§ Provided information:
┄┄┄┄┄┄┄┄┄┄┄┄┄┄┄┄┄┄┄┄

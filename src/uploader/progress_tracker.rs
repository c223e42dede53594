use async_trait::async_trait;
use std::sync::Mutex;

use super::upload_queue::UploadOutcome;

/// Where the end user hears about an upload in progress.
///
/// The host supplies this; typically it replies in the chat the request
/// came from.
#[async_trait]
pub trait ProgressSink: Send + Sync {
    /// Free-form notice, e.g. "upload started"
    async fn notify(&self, message: &str);

    /// Called once per file as soon as its outcome is known
    async fn file_finished(&self, _outcome: &UploadOutcome, _completed: usize, _total: usize) {}
}

/// Message sent before anything else happens
pub fn start_message(document_name: &str) -> String {
    format!("Sending {}, please wait...", document_name)
}

/// Writes progress to the log
pub struct LogProgressSink;

#[async_trait]
impl ProgressSink for LogProgressSink {
    async fn notify(&self, message: &str) {
        log::info!("{}", message);
    }

    async fn file_finished(&self, outcome: &UploadOutcome, completed: usize, total: usize) {
        if outcome.success {
            log::info!(
                "Progress: Successfully uploaded {} ({}/{})",
                outcome.file_name,
                completed,
                total
            );
        } else {
            log::warn!(
                "Progress: Failed to upload {} - {} ({}/{})",
                outcome.file_name,
                outcome.error.as_deref().unwrap_or("unknown error"),
                completed,
                total
            );
        }
    }
}

/// Keeps every notice; handy for hosts that batch replies
#[derive(Default)]
pub struct RecordingProgressSink {
    messages: Mutex<Vec<String>>,
    finished: Mutex<Vec<(String, bool)>>,
}

impl RecordingProgressSink {
    pub fn messages(&self) -> Vec<String> {
        match self.messages.lock() {
            Ok(messages) => messages.clone(),
            Err(e) => e.into_inner().clone(),
        }
    }

    /// (file name, success) in the order files finished
    pub fn finished(&self) -> Vec<(String, bool)> {
        match self.finished.lock() {
            Ok(finished) => finished.clone(),
            Err(e) => e.into_inner().clone(),
        }
    }
}

#[async_trait]
impl ProgressSink for RecordingProgressSink {
    async fn notify(&self, message: &str) {
        match self.messages.lock() {
            Ok(mut messages) => messages.push(message.to_string()),
            Err(e) => log::warn!("Failed to record progress message (non-critical): {}", e),
        }
    }

    async fn file_finished(&self, outcome: &UploadOutcome, _completed: usize, _total: usize) {
        match self.finished.lock() {
            Ok(mut finished) => finished.push((outcome.file_name.clone(), outcome.success)),
            Err(e) => log::warn!("Failed to record file progress (non-critical): {}", e),
        }
    }
}
use reqwest::Client;
use serde_json::{json, Map, Value};
use std::collections::VecDeque;
use std::sync::{Mutex, MutexGuard, PoisonError};
use tokio_util::sync::CancellationToken;

use crate::commands::{UploadRequest, UploadTarget};
use crate::config::{Config, UploadSettings, MAX_WORKER_COUNT};
use crate::errors::AppResult;
use crate::security::InputValidator;

use super::file_selector::{select_files, FileCandidate, SelectorOptions};
use super::folder_resolver::{resolve_or_create_folder, ROOT_FOLDER};
use super::onebot_client::OneBotClient;
use super::progress_tracker::{start_message, ProgressSink};
use super::summary::UploadSummary;

/// Result of one upload attempt
#[derive(Debug, Clone, PartialEq)]
pub struct UploadOutcome {
    /// Position of the file in the selected candidates
    pub index: usize,
    pub file_name: String,
    pub success: bool,
    pub payload: Option<Value>,
    pub error: Option<String>,
}

impl UploadOutcome {
    pub fn succeeded(index: usize, file_name: &str, payload: Option<Value>) -> Self {
        Self {
            index,
            file_name: file_name.to_string(),
            success: true,
            payload,
            error: None,
        }
    }

    pub fn failed(index: usize, file_name: &str, error: impl Into<String>) -> Self {
        Self {
            index,
            file_name: file_name.to_string(),
            success: false,
            payload: None,
            error: Some(error.into()),
        }
    }

    /// Restore document part order after a multi-worker run
    pub fn sort_by_candidate_order(outcomes: &mut [UploadOutcome]) {
        outcomes.sort_by_key(|outcome| outcome.index);
    }
}

#[derive(Debug, Clone)]
pub struct DispatchOptions {
    /// With one worker outcomes keep candidate order; with more they arrive
    /// in completion order.
    pub worker_count: usize,
    /// Cancelling fails every upload that hasn't finished yet
    pub cancel: CancellationToken,
}

impl Default for DispatchOptions {
    fn default() -> Self {
        Self {
            worker_count: 1,
            cancel: CancellationToken::new(),
        }
    }
}

type QueuedFile = (usize, FileCandidate);

fn lock<T>(mutex: &Mutex<T>) -> MutexGuard<'_, T> {
    mutex.lock().unwrap_or_else(PoisonError::into_inner)
}

/// Fields shared by every upload request of one run
pub fn base_payload(target: &UploadTarget, folder_id: Option<&str>) -> Map<String, Value> {
    let mut payload = Map::new();
    payload.insert(target.id_field().to_string(), json!(target.id()));

    if target.is_group() {
        payload.insert(
            "folder_id".to_string(),
            json!(folder_id.unwrap_or(ROOT_FOLDER)),
        );
    }

    payload
}

/// Upload every candidate and return one outcome per candidate.
///
/// Never fails: transport errors, bad statuses and cancellation all end up
/// as failed outcomes.
pub async fn dispatch(
    client: &OneBotClient,
    target: &UploadTarget,
    candidates: &[FileCandidate],
    folder_id: Option<&str>,
    options: &DispatchOptions,
    progress: &dyn ProgressSink,
) -> Vec<UploadOutcome> {
    let run_id = uuid::Uuid::new_v4().to_string();
    let total = candidates.len();
    let worker_count = options.worker_count.clamp(1, total.max(1));
    let action = target.upload_action();
    let template = base_payload(target, folder_id);

    log::info!(
        "Run {}: uploading {} file(s) via {} with {} worker(s)",
        run_id,
        total,
        action,
        worker_count
    );

    let queue: Mutex<VecDeque<QueuedFile>> =
        Mutex::new(candidates.iter().cloned().enumerate().collect());
    let outcomes: Mutex<Vec<UploadOutcome>> = Mutex::new(Vec::with_capacity(total));

    let workers = (0..worker_count).map(|worker_id| {
        run_worker(
            worker_id,
            client,
            action,
            &template,
            &queue,
            &outcomes,
            total,
            &options.cancel,
            progress,
        )
    });
    futures::future::join_all(workers).await;

    // Anything still queued was never attempted
    let leftovers: Vec<QueuedFile> = lock(&queue).drain(..).collect();
    for (index, candidate) in leftovers {
        let reason = if options.cancel.is_cancelled() {
            "upload cancelled before it started"
        } else {
            "no upload worker was available"
        };
        let outcome = UploadOutcome::failed(
            index,
            &candidate.display_name,
            format!("{}: {}", candidate.display_name, reason),
        );
        record_outcome(&outcomes, outcome, total, progress).await;
    }

    let outcomes = std::mem::take(&mut *lock(&outcomes));
    log::info!(
        "Run {}: finished, {} of {} succeeded",
        run_id,
        outcomes.iter().filter(|o| o.success).count(),
        total
    );
    outcomes
}

#[allow(clippy::too_many_arguments)]
async fn run_worker(
    worker_id: usize,
    client: &OneBotClient,
    action: &str,
    template: &Map<String, Value>,
    queue: &Mutex<VecDeque<QueuedFile>>,
    outcomes: &Mutex<Vec<UploadOutcome>>,
    total: usize,
    cancel: &CancellationToken,
    progress: &dyn ProgressSink,
) {
    // Dropped on every return path below, closing the worker's connections
    let session = match OneBotClient::new_session() {
        Ok(session) => session,
        Err(e) => {
            log::error!("Worker {} could not open an HTTP session: {}", worker_id, e);
            return;
        }
    };

    loop {
        if cancel.is_cancelled() {
            log::info!("Worker {} stopping, upload cancelled", worker_id);
            break;
        }

        let next = lock(queue).pop_front();
        let Some((index, candidate)) = next else {
            break;
        };

        let outcome = tokio::select! {
            outcome = upload_single_file(client, &session, action, template, index, &candidate) => outcome,
            _ = cancel.cancelled() => UploadOutcome::failed(
                index,
                &candidate.display_name,
                format!("{}: upload cancelled before completion", candidate.display_name),
            ),
        };

        record_outcome(outcomes, outcome, total, progress).await;
    }

    log::debug!("Worker {} drained its queue", worker_id);
}

async fn record_outcome(
    outcomes: &Mutex<Vec<UploadOutcome>>,
    outcome: UploadOutcome,
    total: usize,
    progress: &dyn ProgressSink,
) {
    let completed = {
        let mut outcomes = lock(outcomes);
        outcomes.push(outcome.clone());
        outcomes.len()
    };

    progress.file_finished(&outcome, completed, total).await;
}

async fn upload_single_file(
    client: &OneBotClient,
    session: &Client,
    action: &str,
    template: &Map<String, Value>,
    index: usize,
    candidate: &FileCandidate,
) -> UploadOutcome {
    let mut payload = template.clone();
    payload.insert(
        "file".to_string(),
        json!(candidate.absolute_path.to_string_lossy()),
    );
    payload.insert("name".to_string(), json!(candidate.display_name));

    match client
        .call_action_with(session, action, &Value::Object(payload))
        .await
    {
        Ok(data) => UploadOutcome::succeeded(index, &candidate.display_name, data),
        Err(e) => UploadOutcome::failed(
            index,
            &candidate.display_name,
            format!("{}: {}", candidate.display_name, e),
        ),
    }
}

/// Runs the whole pipeline: select, resolve the folder, upload, summarise
pub struct FileUploader {
    client: OneBotClient,
    selector: SelectorOptions,
    worker_count: usize,
    strict_folder_resolution: bool,
}

impl FileUploader {
    pub fn from_config(config: &Config) -> AppResult<Self> {
        crate::config::validate_config(config)?;
        let client = OneBotClient::from_settings(&config.platform)?;
        Ok(Self::with_client(client, &config.upload))
    }

    pub fn with_client(client: OneBotClient, settings: &UploadSettings) -> Self {
        Self {
            client,
            selector: SelectorOptions::from(settings),
            worker_count: settings.worker_count.clamp(1, MAX_WORKER_COUNT),
            strict_folder_resolution: settings.strict_folder_resolution,
        }
    }

    /// Overrides are held to the same bounds as the configured value
    pub fn set_worker_count(&mut self, worker_count: usize) {
        self.worker_count = worker_count.clamp(1, MAX_WORKER_COUNT);
    }

    /// Upload one logical document.
    ///
    /// Fails only when nothing can be uploaded at all: invalid input, no
    /// matching files, or a folder that can't be resolved. Per-file failures
    /// land in the summary.
    pub async fn process_upload(
        &self,
        request: &UploadRequest,
        progress: &dyn ProgressSink,
        cancel: CancellationToken,
    ) -> AppResult<UploadSummary> {
        InputValidator::validate_upload_request(request)?;

        progress.notify(&start_message(&request.name)).await;

        let candidates = select_files(&request.directory, &request.name, &self.selector)?;

        let folder_id = match &request.target {
            UploadTarget::Group { group_id } => Some(
                resolve_or_create_folder(
                    &self.client,
                    group_id,
                    &request.folder_name,
                    self.strict_folder_resolution,
                )
                .await?,
            ),
            UploadTarget::Private { .. } => None,
        };

        let options = DispatchOptions {
            worker_count: self.worker_count,
            cancel,
        };
        let outcomes = dispatch(
            &self.client,
            &request.target,
            &candidates,
            folder_id.as_deref(),
            &options,
            progress,
        )
        .await;

        Ok(UploadSummary::from_outcomes(&outcomes))
    }
}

┄┄┄┄┄┄┄┄┄┄┄┄┄┄┄┄┄┄┄┄

§ Assignment:
What lines in the records above include the string "insert"? Copy each one.

§ Task answer:
    payload.insert(target.id_field().to_string(), json!(target.id()));
        payload.insert(
    payload.insert(
    payload.insert("name".to_string(), json!(candidate.display_name));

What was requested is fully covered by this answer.